Ese verano, el verano siguiente a que lo
despidieran de su trabajo, mi padre sostuvo la economía familiar vendiendo
turboventiladores. Los turboventiladores eran, en aquel entonces, lo más
novedoso que se podía encontrar para aliviar el calor del conurbano bonaerense.
Y ese verano, el verano de 1976, hizo mucho calor en Buenos Aires y sus
alrededores. Nosotros éramos de los que vivíamos en <<sus alrededores>>.

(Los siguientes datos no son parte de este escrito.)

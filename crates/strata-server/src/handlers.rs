//! Strata Request Handlers
//!
//! HTTP request handlers for the key-value, view, shard, and sync endpoints.
//! Key requests are routed first: a key owned by another shard is forwarded
//! verbatim to a member of that shard and the answer relayed back, so the
//! owning shard applies the causal deliverability rules. Local requests run
//! against the causal engine under its single lock.
//!
//! @version 0.1.0
//! @author AutomataNexus Development Team

use crate::broadcast::Outbound;
use crate::state::AppState;
use crate::sync::SyncPayload;
use axum::{
    body::Bytes,
    extract::{Path, State},
    http::{header, StatusCode},
    response::{IntoResponse, Response},
    Json,
};
use reqwest::Method;
use serde::{de::DeserializeOwned, Deserialize, Serialize};
use serde_json::json;
use strata_common::{ReplicaId, Result, ShardId, StoredValue, StrataError};
use strata_replication::{PutOutcome, ShardMap, VectorClock};

// =============================================================================
// Request Bodies
// =============================================================================

/// Body of PUT /kvs/{key} and replicated DELETEs.
#[derive(Debug, Clone, Default, Serialize, Deserialize)]
pub struct KvsWriteRequest {
    #[serde(default)]
    pub value: serde_json::Value,
    #[serde(rename = "type", default)]
    pub kind: String,
    #[serde(rename = "causal-metadata", default)]
    pub causal_metadata: String,
    #[serde(rename = "from-replica", default, skip_serializing_if = "Option::is_none")]
    pub from_replica: Option<String>,
}

/// Body of GET /kvs/{key}.
#[derive(Debug, Clone, Default, Deserialize)]
pub struct KvsReadRequest {
    #[serde(rename = "causal-metadata", default)]
    pub causal_metadata: String,
}

/// Body of PUT/DELETE /view and PUT /shard/add-member/{id}.
#[derive(Debug, Clone, Default, Serialize, Deserialize)]
pub struct ViewRequest {
    #[serde(rename = "socket-address", default)]
    pub socket_address: String,
    #[serde(rename = "from-replica", default, skip_serializing_if = "Option::is_none")]
    pub from_replica: Option<String>,
}

/// Body of PUT /shard/reshard.
#[derive(Debug, Clone, Default, Deserialize)]
pub struct ReshardRequest {
    #[serde(rename = "shard-count", default)]
    pub shard_count: usize,
    #[serde(rename = "from-replica", default)]
    pub from_replica: Option<String>,
}

// =============================================================================
// Response Helpers
// =============================================================================

fn error_response(err: &StrataError) -> Response {
    let status = match err {
        StrataError::KeyNotFound
        | StrataError::ReplicaNotFound
        | StrataError::ShardNotFound(_)
        | StrataError::Unsharded => StatusCode::NOT_FOUND,
        StrataError::StaleReplica
        | StrataError::NotDeliverable
        | StrataError::NoNodeReachable
        | StrataError::Transport(_) => StatusCode::SERVICE_UNAVAILABLE,
        StrataError::InvalidJson
        | StrataError::InvalidMetadata
        | StrataError::KeyTooLong
        | StrataError::NoValue
        | StrataError::BadRequest(_)
        | StrataError::InsufficientNodes => StatusCode::BAD_REQUEST,
        StrataError::Configuration(_) | StrataError::Serialization(_) | StrataError::Io(_) => {
            StatusCode::INTERNAL_SERVER_ERROR
        }
    };
    (status, Json(json!({ "error": err.to_string() }))).into_response()
}

/// Parse a request body, treating an empty body as the type's default.
fn parse_body<T: DeserializeOwned + Default>(body: &Bytes) -> Result<T> {
    if body.is_empty() {
        return Ok(T::default());
    }
    serde_json::from_slice(body).map_err(|_| StrataError::InvalidJson)
}

/// Relay a peer's verbatim answer back to the client.
fn relay_response(status: reqwest::StatusCode, body: Vec<u8>) -> Response {
    let status = StatusCode::from_u16(status.as_u16()).unwrap_or(StatusCode::BAD_GATEWAY);
    (status, [(header::CONTENT_TYPE, "application/json")], body).into_response()
}

// =============================================================================
// Key Routing
// =============================================================================

enum RouteTarget {
    Local,
    Remote(ReplicaId),
}

/// Decide whether a key is served locally or by another shard.
fn route_for_key(state: &AppState, key: &str) -> Result<RouteTarget> {
    let placement = state.placement.read();
    match placement.ring.locate(key) {
        // Non-sharded mode: everything is local.
        None => Ok(RouteTarget::Local),
        Some(owner) => {
            if placement.my_shard.as_ref() == Some(owner) {
                Ok(RouteTarget::Local)
            } else {
                let target = placement
                    .shards
                    .choose_node(owner)
                    .ok_or(StrataError::NoNodeReachable)?;
                Ok(RouteTarget::Remote(target))
            }
        }
    }
}

async fn forward_key_request(
    state: &AppState,
    method: Method,
    key: &str,
    body: Bytes,
    target: ReplicaId,
) -> Response {
    tracing::debug!(key, replica = %target, "forwarding request to owning shard");
    match state
        .broadcaster
        .forward(method, &format!("kvs/{}", key), body.to_vec(), &target)
        .await
    {
        Ok((status, bytes)) => relay_response(status, bytes),
        Err(err) => error_response(&err),
    }
}

// =============================================================================
// Key-Value Endpoints
// =============================================================================

/// PUT /kvs/{key}
pub async fn put_key(
    State(state): State<AppState>,
    Path(key): Path<String>,
    body: Bytes,
) -> Response {
    match route_for_key(&state, &key) {
        Ok(RouteTarget::Local) => {}
        Ok(RouteTarget::Remote(target)) => {
            return forward_key_request(&state, Method::PUT, &key, body, target).await;
        }
        Err(err) => return error_response(&err),
    }

    let request: KvsWriteRequest = match parse_body(&body) {
        Ok(request) => request,
        Err(err) => return error_response(&err),
    };
    let sender = match VectorClock::from_metadata(&request.causal_metadata) {
        Ok(clock) => clock,
        Err(err) => return error_response(&err),
    };
    let record = StoredValue::new(request.value.clone(), request.kind.clone());

    let applied = {
        let mut engine = state.engine.lock();
        match &request.from_replica {
            Some(sender_id) => {
                engine.peer_put(&ReplicaId::new(sender_id.clone()), &key, record, &sender)
            }
            None => engine.client_put(&key, record, &sender),
        }
    };
    let receipt = match applied {
        Ok(receipt) => receipt,
        Err(err) => return error_response(&err),
    };

    // A client write is replicated to the rest of the shard, tagged with our
    // identity and the post-tick clock.
    if request.from_replica.is_none() {
        let replicated = json!({
            "value": request.value,
            "type": request.kind,
            "causal-metadata": receipt.metadata,
            "from-replica": state.self_id().as_str(),
        });
        state.broadcaster.broadcast(
            Outbound::new(Method::PUT, format!("kvs/{}", key), replicated),
            &state.replication_targets(),
        );
    }

    let status = match receipt.outcome {
        PutOutcome::Created => StatusCode::CREATED,
        PutOutcome::Replaced => StatusCode::OK,
    };
    (
        status,
        Json(json!({
            "result": receipt.outcome.as_str(),
            "causal-metadata": receipt.metadata,
        })),
    )
        .into_response()
}

/// GET /kvs/{key}
pub async fn get_key(
    State(state): State<AppState>,
    Path(key): Path<String>,
    body: Bytes,
) -> Response {
    match route_for_key(&state, &key) {
        Ok(RouteTarget::Local) => {}
        Ok(RouteTarget::Remote(target)) => {
            return forward_key_request(&state, Method::GET, &key, body, target).await;
        }
        Err(err) => return error_response(&err),
    }

    let request: KvsReadRequest = match parse_body(&body) {
        Ok(request) => request,
        Err(err) => return error_response(&err),
    };
    let sender = match VectorClock::from_metadata(&request.causal_metadata) {
        Ok(clock) => clock,
        Err(err) => return error_response(&err),
    };

    match state.engine.lock().read(&key, &sender) {
        Ok((record, metadata)) => (
            StatusCode::OK,
            Json(json!({
                "result": "found",
                "value": record.value,
                "causal-metadata": metadata,
            })),
        )
            .into_response(),
        Err(err) => error_response(&err),
    }
}

/// DELETE /kvs/{key}
pub async fn delete_key(
    State(state): State<AppState>,
    Path(key): Path<String>,
    body: Bytes,
) -> Response {
    match route_for_key(&state, &key) {
        Ok(RouteTarget::Local) => {}
        Ok(RouteTarget::Remote(target)) => {
            return forward_key_request(&state, Method::DELETE, &key, body, target).await;
        }
        Err(err) => return error_response(&err),
    }

    let request: KvsWriteRequest = match parse_body(&body) {
        Ok(request) => request,
        Err(err) => return error_response(&err),
    };
    let sender = match VectorClock::from_metadata(&request.causal_metadata) {
        Ok(clock) => clock,
        Err(err) => return error_response(&err),
    };

    let metadata = {
        let mut engine = state.engine.lock();
        match &request.from_replica {
            Some(sender_id) => {
                engine.peer_delete(&ReplicaId::new(sender_id.clone()), &key, &sender)
            }
            None => engine.client_delete(&key, &sender).map(|receipt| receipt.metadata),
        }
    };
    let metadata = match metadata {
        Ok(metadata) => metadata,
        Err(err) => return error_response(&err),
    };

    if request.from_replica.is_none() {
        let replicated = json!({
            "causal-metadata": metadata,
            "from-replica": state.self_id().as_str(),
        });
        state.broadcaster.broadcast(
            Outbound::new(Method::DELETE, format!("kvs/{}", key), replicated),
            &state.replication_targets(),
        );
    }

    (
        StatusCode::OK,
        Json(json!({ "result": "deleted", "causal-metadata": metadata })),
    )
        .into_response()
}

// =============================================================================
// View Endpoints
// =============================================================================

/// GET /view
pub async fn get_view(State(state): State<AppState>) -> Response {
    (StatusCode::OK, Json(json!({ "view": state.view.snapshot() }))).into_response()
}

/// PUT /view
pub async fn put_view(State(state): State<AppState>, body: Bytes) -> Response {
    let request: ViewRequest = match parse_body(&body) {
        Ok(request) => request,
        Err(err) => return error_response(&err),
    };
    if request.socket_address.is_empty() {
        return error_response(&StrataError::BadRequest(
            "socket-address is required".to_string(),
        ));
    }

    let replica = ReplicaId::new(request.socket_address);
    if state.add_replica(replica.clone()) {
        tracing::info!(replica = %replica, "replica added to view");
        (StatusCode::CREATED, Json(json!({ "result": "added" }))).into_response()
    } else {
        (StatusCode::OK, Json(json!({ "result": "already present" }))).into_response()
    }
}

/// DELETE /view
pub async fn delete_view(State(state): State<AppState>, body: Bytes) -> Response {
    let request: ViewRequest = match parse_body(&body) {
        Ok(request) => request,
        Err(err) => return error_response(&err),
    };

    let replica = ReplicaId::new(request.socket_address);
    if state.remove_replica(&replica) {
        tracing::info!(replica = %replica, "replica removed from view");
        (StatusCode::OK, Json(json!({ "result": "deleted" }))).into_response()
    } else {
        error_response(&StrataError::ReplicaNotFound)
    }
}
//! Strata Core Types
//!
//! Replica and shard identifiers plus the stored-value record shared by the
//! replication engine and the HTTP surface.
//!
//! @version 0.1.0
//! @author AutomataNexus Development Team

use serde::{Deserialize, Serialize};

// =============================================================================
// Replica ID
// =============================================================================

/// Unique identifier for a replica in the cluster. The replica's socket
/// address (`host:port`) doubles as its identity.
#[derive(Debug, Clone, PartialEq, Eq, Hash, PartialOrd, Ord, Serialize, Deserialize)]
pub struct ReplicaId(pub String);

impl ReplicaId {
    pub fn new(id: impl Into<String>) -> Self {
        Self(id.into())
    }

    pub fn as_str(&self) -> &str {
        &self.0
    }
}

impl std::fmt::Display for ReplicaId {
    fn fmt(&self, f: &mut std::fmt::Formatter<'_>) -> std::fmt::Result {
        write!(f, "{}", self.0)
    }
}

impl From<String> for ReplicaId {
    fn from(s: String) -> Self {
        Self(s)
    }
}

impl From<&str> for ReplicaId {
    fn from(s: &str) -> Self {
        Self(s.to_string())
    }
}

// =============================================================================
// Shard ID
// =============================================================================

/// Unique identifier for a shard (`shard0`, `shard1`, ...).
#[derive(Debug, Clone, PartialEq, Eq, Hash, PartialOrd, Ord, Serialize, Deserialize)]
pub struct ShardId(pub String);

impl ShardId {
    pub fn new(id: impl Into<String>) -> Self {
        Self(id.into())
    }

    /// Create the canonical identifier for the i-th shard.
    pub fn numbered(index: usize) -> Self {
        Self(format!("shard{}", index))
    }

    pub fn as_str(&self) -> &str {
        &self.0
    }
}

impl std::fmt::Display for ShardId {
    fn fmt(&self, f: &mut std::fmt::Formatter<'_>) -> std::fmt::Result {
        write!(f, "{}", self.0)
    }
}

impl From<String> for ShardId {
    fn from(s: String) -> Self {
        Self(s)
    }
}

impl From<&str> for ShardId {
    fn from(s: &str) -> Self {
        Self(s.to_string())
    }
}

// =============================================================================
// Stored Value
// =============================================================================

/// A stored record: an opaque JSON value preserved verbatim, plus the
/// client-supplied type tag.
#[derive(Debug, Clone, PartialEq, Serialize, Deserialize)]
pub struct StoredValue {
    pub value: serde_json::Value,
    #[serde(rename = "type", default)]
    pub kind: String,
}

impl StoredValue {
    pub fn new(value: serde_json::Value, kind: impl Into<String>) -> Self {
        Self {
            value,
            kind: kind.into(),
        }
    }
}

// =============================================================================
// Tests
// =============================================================================

#[cfg(test)]
mod tests {
    use super::*;

    #[test]
    fn test_replica_id() {
        let id = ReplicaId::new("10.10.0.2:8090");
        assert_eq!(id.as_str(), "10.10.0.2:8090");
        assert_eq!(id.to_string(), "10.10.0.2:8090");
        assert_eq!(id, ReplicaId::from("10.10.0.2:8090"));
    }

    #[test]
    fn test_shard_id_numbered() {
        assert_eq!(ShardId::numbered(0).as_str(), "shard0");
        assert_eq!(ShardId::numbered(3).as_str(), "shard3");
    }

    #[test]
    fn test_stored_value_wire_format() {
        let record = StoredValue::new(serde_json::json!({"n": 1}), "object");
        let encoded = serde_json::to_string(&record).unwrap();
        assert!(encoded.contains("\"type\":\"object\""));

        let decoded: StoredValue = serde_json::from_str(&encoded).unwrap();
        assert_eq!(decoded, record);
    }
}
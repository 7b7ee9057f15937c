//! Strata Server - HTTP Surface and Cluster Coordination
//!
//! The replica process around the replication core: axum request handlers
//! for the /kvs, /view, /shard and /sync endpoints, the replication
//! broadcaster with its per-destination retry queues, the heartbeat failure
//! detector, anti-entropy bootstrap, and reshard coordination.
//!
//! @version 0.1.0
//! @author AutomataNexus Development Team

pub mod broadcast;
pub mod handlers;
pub mod heartbeat;
pub mod router;
pub mod state;
pub mod sync;

pub use broadcast::{Broadcaster, Outbound};
pub use router::create_router;
pub use state::AppState;
pub use sync::SyncPayload;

<<Gracias a Dios, hace calor>>, decía mi padre, que no creía en
dios alguno. Yo sí, todavía.
En el
verano de 1976, una niña de 13 años abre los ojos a la realidad del mundo en el
que vive. De un mundo que está cambiando y no para mejor.
Dejar
atrás la infancia muchas veces es darse cuenta de que tu familia es distinta a
la de tus compañeras del colegio. Que en tu casa se dicen otras cosas. Se
escuchan otras cosas… Y que esas cosas es mejor no decirlas en la escuela. Por
si acaso.
Dejar
atrás la infancia también es tener conciencia de las debilidades de tus padres
y de que sus silencios, en ocasiones, tienen mucho más significado que sus
palabras.
Dejar
atrás la infancia es abrir ojos y oídos al mundo de los adultos y comenzar a descifrar
un idioma nuevo que, tras palabras y gestos aparentemente sin importancia, esconde
una realidad diferente.
Dejar
atrás la infancia es aprender que los héroes lo son solo a ratos y que el acto
de un cobarde puede redimirlo.
Dejar
atrás la infancia es aprender a resistir.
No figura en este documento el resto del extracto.